» Task: Copy out every line holding the string "TimerApi" from the records below.

+===+

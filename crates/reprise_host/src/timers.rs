//! The timer globals.

use crate::event_loop::EventLoop;
use reprise_core::{EngineResult, TimerId};
use std::rc::Rc;

/// A timer callback
pub type TimerCallback = Rc<dyn Fn() -> EngineResult<()>>;

/// `setTimeout`, `setInterval` and their `clear*` counterparts
pub trait TimerApi {
    /// Run `callback` once after `delay` milliseconds
    ///
    /// # Errors
    ///
    /// Returns error if the timer cannot be queued
    fn set_timeout(&self, callback: TimerCallback, delay: u64) -> EngineResult<TimerId>;

    /// Run `callback` every `delay` milliseconds
    ///
    /// # Errors
    ///
    /// Returns error if the timer cannot be queued
    fn set_interval(&self, callback: TimerCallback, delay: u64) -> EngineResult<TimerId>;

    /// Cancel a pending timeout
    ///
    /// # Errors
    ///
    /// Returns error if the queue is unavailable
    fn clear_timeout(&self, id: TimerId) -> EngineResult<()>;

    /// Cancel an interval
    ///
    /// # Errors
    ///
    /// Returns error if the queue is unavailable
    fn clear_interval(&self, id: TimerId) -> EngineResult<()>;
}

/// Timers backed by the event loop
pub struct NativeTimers {
    event_loop: Rc<EventLoop>,
}

impl NativeTimers {
    /// Timers on `event_loop`
    pub fn new(event_loop: Rc<EventLoop>) -> Self {
        Self { event_loop }
    }
}

impl TimerApi for NativeTimers {
    fn set_timeout(&self, callback: TimerCallback, delay: u64) -> EngineResult<TimerId> {
        self.event_loop
            .schedule(delay, callback)
            .map(TimerId::from_raw)
    }

    fn set_interval(&self, callback: TimerCallback, delay: u64) -> EngineResult<TimerId> {
        self.event_loop
            .schedule_repeating(delay, callback)
            .map(TimerId::from_raw)
    }

    fn clear_timeout(&self, id: TimerId) -> EngineResult<()> {
        self.event_loop.cancel(id.as_u64()).map(|_| ())
    }

    fn clear_interval(&self, id: TimerId) -> EngineResult<()> {
        self.event_loop.cancel(id.as_u64()).map(|_| ())
    }
}

#[cfg(test)]
mod tests {
    use super::*;
    use reprise_core::Timestamp;
    use std::cell::Cell;

    #[test]
    fn test_timeout_and_interval() {
        let lp = Rc::new(EventLoop::new(Timestamp::zero(), 100));
        let timers = NativeTimers::new(Rc::clone(&lp));
        let count = Rc::new(Cell::new(0));

        let c = Rc::clone(&count);
        let first = timers
            .set_timeout(Rc::new(move || {
                c.set(c.get() + 1);
                Ok(())
            }), 5)
            .unwrap();
        let c = Rc::clone(&count);
        let interval = timers
            .set_interval(Rc::new(move || {
                c.set(c.get() + 10);
                Ok(())
            }), 4)
            .unwrap();
        assert_ne!(first, interval);

        lp.run_for(9).unwrap();
        assert_eq!(count.get(), 21);

        timers.clear_interval(interval).unwrap();
        lp.run_until_idle().unwrap();
        assert_eq!(count.get(), 21);
    }

    #[test]
    fn test_clear_timeout() {
        let lp = Rc::new(EventLoop::new(Timestamp::zero(), 100));
        let timers = NativeTimers::new(Rc::clone(&lp));
        let fired = Rc::new(Cell::new(false));
        let f = Rc::clone(&fired);
        let id = timers
            .set_timeout(Rc::new(move || {
                f.set(true);
                Ok(())
            }), 0)
            .unwrap();
        timers.clear_timeout(id).unwrap();
        lp.run_until_idle().unwrap();
        assert!(!fired.get());
    }
}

+===+

» Solution:
pub trait TimerApi {
impl TimerApi for NativeTimers {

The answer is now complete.